SMARCAD1-mediated active replication fork stability maintains genome integrity.
Calvin Shun Yu LoMarvin van ToornVincent GaggioliMariana Paes DiasYifan ZhuEleni Maria ManolikaWei ZhaoMarit van der DoesChirantani MukherjeeJoão G S C Souto GonçalvesMartin E van RoyenPim J FrenchJeroen A A DemmersIhor SmalHannes LansDavid WheelerJos JonkersArnab Ray ChaudhuriJurgen A MarteijnNitika TanejaPublished in: Science advances (2021)
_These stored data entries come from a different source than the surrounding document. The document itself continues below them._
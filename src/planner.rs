/// Slot planning for the scanner clinic.
///
/// Opening hours are fixed: two 30-minute slots per clinic day. Tuesday
/// starts at 09:00. Thursday alternates with the ISO week number, starting
/// at 11:00 on even weeks and 09:00 on odd weeks.
///
/// Everything here is a pure function over the current bookings. Nothing
/// is persisted and nothing is locked: `reserve` re-checks availability at
/// call time, which narrows but does not close the window between listing
/// slots and committing a booking.

use crate::error::BookingError;
use crate::models::{Appointment, ClinicDay};
use chrono::{Datelike, Duration, NaiveDate, NaiveDateTime, NaiveTime};

/// Maximum number of appointments per clinic day.
pub const DAILY_CAPACITY: usize = 2;

pub const SLOT_MINUTES: i64 = 30;

/// Opening time for a clinic day on a given date.
pub fn schedule_start(day: ClinicDay, date: NaiveDate) -> NaiveTime {
    let hours = match day {
        ClinicDay::Tuesday => 9,
        ClinicDay::Thursday if date.iso_week().week() % 2 == 0 => 11,
        ClinicDay::Thursday => 9,
    };
    NaiveTime::MIN + Duration::hours(hours)
}

/// Every bookable slot on the date, occupied or not, in chronological order.
pub fn candidate_slots(day: ClinicDay, date: NaiveDate) -> Vec<NaiveDateTime> {
    let start = date.and_time(schedule_start(day, date));
    (0..DAILY_CAPACITY as i64)
        .map(|i| start + Duration::minutes(SLOT_MINUTES * i))
        .collect()
}

fn bookings_on<'a>(
    day: ClinicDay,
    date: NaiveDate,
    existing: &'a [Appointment],
) -> impl Iterator<Item = &'a Appointment> {
    existing.iter().filter(move |apt| apt.falls_on(day, date))
}

/// Slots on the date not yet taken by an existing appointment.
pub fn available_slots(
    day: ClinicDay,
    date: NaiveDate,
    existing: &[Appointment],
) -> Vec<NaiveDateTime> {
    candidate_slots(day, date)
        .into_iter()
        .filter(|slot| !bookings_on(day, date, existing).any(|apt| apt.start_time == *slot))
        .collect()
}

/// Booked start times on the date, chronological.
pub fn booked_slots(day: ClinicDay, date: NaiveDate, existing: &[Appointment]) -> Vec<NaiveDateTime> {
    let mut slots: Vec<NaiveDateTime> = bookings_on(day, date, existing)
        .map(|apt| apt.start_time)
        .collect();
    slots.sort();
    slots
}

pub fn is_full(day: ClinicDay, date: NaiveDate, existing: &[Appointment]) -> bool {
    bookings_on(day, date, existing).count() >= DAILY_CAPACITY
}

/// Validate a reservation against the current bookings.
///
/// Returns the new appointment without storing it.
pub fn reserve(
    day: ClinicDay,
    date: NaiveDate,
    slot: NaiveDateTime,
    name: &str,
    contact: &str,
    existing: &[Appointment],
) -> Result<Appointment, BookingError> {
    let appointment = Appointment::new(day, slot, name.to_string(), contact.to_string())?;

    if is_full(day, date, existing) {
        return Err(BookingError::Capacity(date));
    }

    if bookings_on(day, date, existing).any(|apt| apt.start_time == slot) {
        return Err(BookingError::Collision(slot));
    }

    if !candidate_slots(day, date).contains(&slot) {
        return Err(BookingError::Validation(format!(
            "{} is not a bookable time on {} {}.",
            slot.format("%Y-%m-%d %H:%M"),
            day,
            date
        )));
    }

    Ok(appointment)
}

/// Find the booking to delete for the given day, date and start time.
pub fn remove(
    day: ClinicDay,
    date: NaiveDate,
    slot: NaiveDateTime,
    existing: &[Appointment],
) -> Result<Appointment, BookingError> {
    bookings_on(day, date, existing)
        .find(|apt| apt.start_time == slot)
        .cloned()
        .ok_or(BookingError::NotFound { date, slot })
}

#[cfg(test)]
mod tests {
    use super::*;

    fn date(y: i32, m: u32, d: u32) -> NaiveDate {
        NaiveDate::from_ymd_opt(y, m, d).unwrap()
    }

    fn at(date: NaiveDate, h: u32, m: u32) -> NaiveDateTime {
        date.and_hms_opt(h, m, 0).unwrap()
    }

    // 2024-10-01 is a Tuesday in ISO week 40; 2024-10-03 the Thursday of it.
    fn tuesday() -> NaiveDate {
        date(2024, 10, 1)
    }

    fn even_thursday() -> NaiveDate {
        date(2024, 10, 3)
    }

    fn odd_thursday() -> NaiveDate {
        date(2024, 10, 10)
    }

    fn booking(day: ClinicDay, slot: NaiveDateTime, name: &str) -> Appointment {
        Appointment::new(day, slot, name.to_string(), "123".to_string()).unwrap()
    }

    #[test]
    fn tuesday_always_opens_at_nine() {
        let nine = NaiveTime::from_hms_opt(9, 0, 0).unwrap();
        assert_eq!(schedule_start(ClinicDay::Tuesday, tuesday()), nine);
        assert_eq!(schedule_start(ClinicDay::Tuesday, date(2024, 10, 8)), nine);
    }

    #[test]
    fn thursday_alternates_with_iso_week() {
        assert_eq!(even_thursday().iso_week().week(), 40);
        assert_eq!(
            schedule_start(ClinicDay::Thursday, even_thursday()),
            NaiveTime::from_hms_opt(11, 0, 0).unwrap()
        );
        assert_eq!(odd_thursday().iso_week().week(), 41);
        assert_eq!(
            schedule_start(ClinicDay::Thursday, odd_thursday()),
            NaiveTime::from_hms_opt(9, 0, 0).unwrap()
        );
    }

    #[test]
    fn thursday_uses_iso_week_across_year_boundary() {
        // 2026-01-01 is a Thursday in ISO week 1, 2020-12-31 in ISO week 53.
        let new_year = date(2026, 1, 1);
        assert_eq!(candidate_slots(ClinicDay::Thursday, new_year)[0], at(new_year, 9, 0));
        let old_year = date(2020, 12, 31);
        assert_eq!(old_year.iso_week().week(), 53);
        assert_eq!(candidate_slots(ClinicDay::Thursday, old_year)[0], at(old_year, 9, 0));
    }

    #[test]
    fn empty_tuesday_offers_both_slots() {
        let d = tuesday();
        assert_eq!(
            available_slots(ClinicDay::Tuesday, d, &[]),
            vec![at(d, 9, 0), at(d, 9, 30)]
        );
    }

    #[test]
    fn empty_even_thursday_offers_late_slots() {
        let d = even_thursday();
        assert_eq!(
            available_slots(ClinicDay::Thursday, d, &[]),
            vec![at(d, 11, 0), at(d, 11, 30)]
        );
    }

    #[test]
    fn available_slots_are_bounded_and_spaced() {
        let mut d = date(2024, 1, 1);
        while d < date(2025, 1, 1) {
            if let Some(day) = ClinicDay::from_date(d) {
                let slots = available_slots(day, d, &[]);
                assert!(slots.len() <= DAILY_CAPACITY);
                let base = d.and_time(schedule_start(day, d));
                for (i, slot) in slots.iter().enumerate() {
                    assert_eq!(*slot - base, Duration::minutes(SLOT_MINUTES * i as i64));
                }
            }
            d = d.succ_opt().unwrap();
        }
    }

    #[test]
    fn booked_slot_is_filtered_out() {
        let d = tuesday();
        let existing = vec![booking(ClinicDay::Tuesday, at(d, 9, 0), "A")];
        assert_eq!(available_slots(ClinicDay::Tuesday, d, &existing), vec![at(d, 9, 30)]);
    }

    #[test]
    fn bookings_on_other_dates_do_not_interfere() {
        let d = tuesday();
        let next_week = date(2024, 10, 8);
        let existing = vec![booking(ClinicDay::Tuesday, at(next_week, 9, 0), "A")];
        assert_eq!(available_slots(ClinicDay::Tuesday, d, &existing).len(), 2);
    }

    #[test]
    fn fully_booked_date_has_no_slots() {
        let d = tuesday();
        let existing = vec![
            booking(ClinicDay::Tuesday, at(d, 9, 0), "A"),
            booking(ClinicDay::Tuesday, at(d, 9, 30), "B"),
        ];
        assert!(available_slots(ClinicDay::Tuesday, d, &existing).is_empty());
        assert!(is_full(ClinicDay::Tuesday, d, &existing));
    }

    #[test]
    fn reserve_then_collide() {
        let d = tuesday();
        let mut existing = Vec::new();

        let apt = reserve(ClinicDay::Tuesday, d, at(d, 9, 0), "A", "123", &existing).unwrap();
        assert_eq!(apt.start_time, at(d, 9, 0));
        assert_eq!(apt.patient_name, "A");
        existing.push(apt);

        assert_eq!(available_slots(ClinicDay::Tuesday, d, &existing), vec![at(d, 9, 30)]);

        let again = reserve(ClinicDay::Tuesday, d, at(d, 9, 0), "B", "456", &existing);
        assert!(matches!(again, Err(BookingError::Collision(slot)) if slot == at(d, 9, 0)));
    }

    #[test]
    fn third_reservation_hits_capacity() {
        let d = even_thursday();
        let mut existing = Vec::new();
        for slot in candidate_slots(ClinicDay::Thursday, d) {
            let apt = reserve(ClinicDay::Thursday, d, slot, "P", "1", &existing).unwrap();
            existing.push(apt);
        }

        for slot in candidate_slots(ClinicDay::Thursday, d) {
            let result = reserve(ClinicDay::Thursday, d, slot, "Q", "2", &existing);
            assert!(matches!(result, Err(BookingError::Capacity(full)) if full == d));
        }
    }

    #[test]
    fn reserve_rejects_blank_fields() {
        let d = tuesday();
        for (name, contact) in [("", "123"), ("A", "   "), ("", "")] {
            let result = reserve(ClinicDay::Tuesday, d, at(d, 9, 0), name, contact, &[]);
            assert!(matches!(result, Err(BookingError::Validation(_))));
        }
    }

    #[test]
    fn reserve_rejects_off_schedule_time() {
        let d = odd_thursday();
        let result = reserve(ClinicDay::Thursday, d, at(d, 11, 0), "A", "1", &[]);
        assert!(matches!(result, Err(BookingError::Validation(_))));
    }

    #[test]
    fn remove_frees_the_slot() {
        let d = tuesday();
        let mut existing = vec![
            booking(ClinicDay::Tuesday, at(d, 9, 0), "A"),
            booking(ClinicDay::Tuesday, at(d, 9, 30), "B"),
        ];

        let target = remove(ClinicDay::Tuesday, d, at(d, 9, 30), &existing).unwrap();
        assert_eq!(target.patient_name, "B");
        existing.retain(|apt| *apt != target);

        assert_eq!(available_slots(ClinicDay::Tuesday, d, &existing), vec![at(d, 9, 30)]);
    }

    #[test]
    fn remove_missing_booking_is_not_found() {
        let d = tuesday();
        let existing = vec![booking(ClinicDay::Tuesday, at(d, 9, 0), "A")];
        let result = remove(ClinicDay::Tuesday, d, at(d, 9, 30), &existing);
        assert!(matches!(result, Err(BookingError::NotFound { .. })));
    }

    #[test]
    fn booked_slots_are_sorted() {
        let d = tuesday();
        let existing = vec![
            booking(ClinicDay::Tuesday, at(d, 9, 30), "B"),
            booking(ClinicDay::Tuesday, at(d, 9, 0), "A"),
        ];
        assert_eq!(
            booked_slots(ClinicDay::Tuesday, d, &existing),
            vec![at(d, 9, 0), at(d, 9, 30)]
        );
    }
}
The stalled fork protection pathway mediated by breast cancer 1/2 (BRCA1/2) proteins is critical for replication fork stability. However, it is unclear whether additional mechanisms are required to maintain replication fork stability. We describe a hitherto unknown mechanism, by which the SWI/SNF-related matrix-associated actin-dependent regulator of chromatin subfamily-A containing DEAD/H box-1 (SMARCAD1) stabilizes active replication forks, that is essential to maintaining resistance towards replication poisons. We find that SMARCAD1 prevents accumulation of 53BP1-associated nucleosomes to preclude toxic enrichment of 53BP1 at the forks. In the absence of SMARCAD1, 53BP1 mediates untimely dissociation of PCNA via the PCNA-unloader ATAD5, causing frequent fork stalling, inefficient fork restart, and accumulation of single-stranded DNA. Although loss of 53BP1 in SMARCAD1 mutants rescues these defects and restores genome stability, this rescued stabilization also requires BRCA1-mediated fork protection. Notably, fork protection-challenged BRCA1-deficient naïve- or chemoresistant tumors require SMARCAD1-mediated active fork stabilization to maintain unperturbed fork progression and cellular proliferation.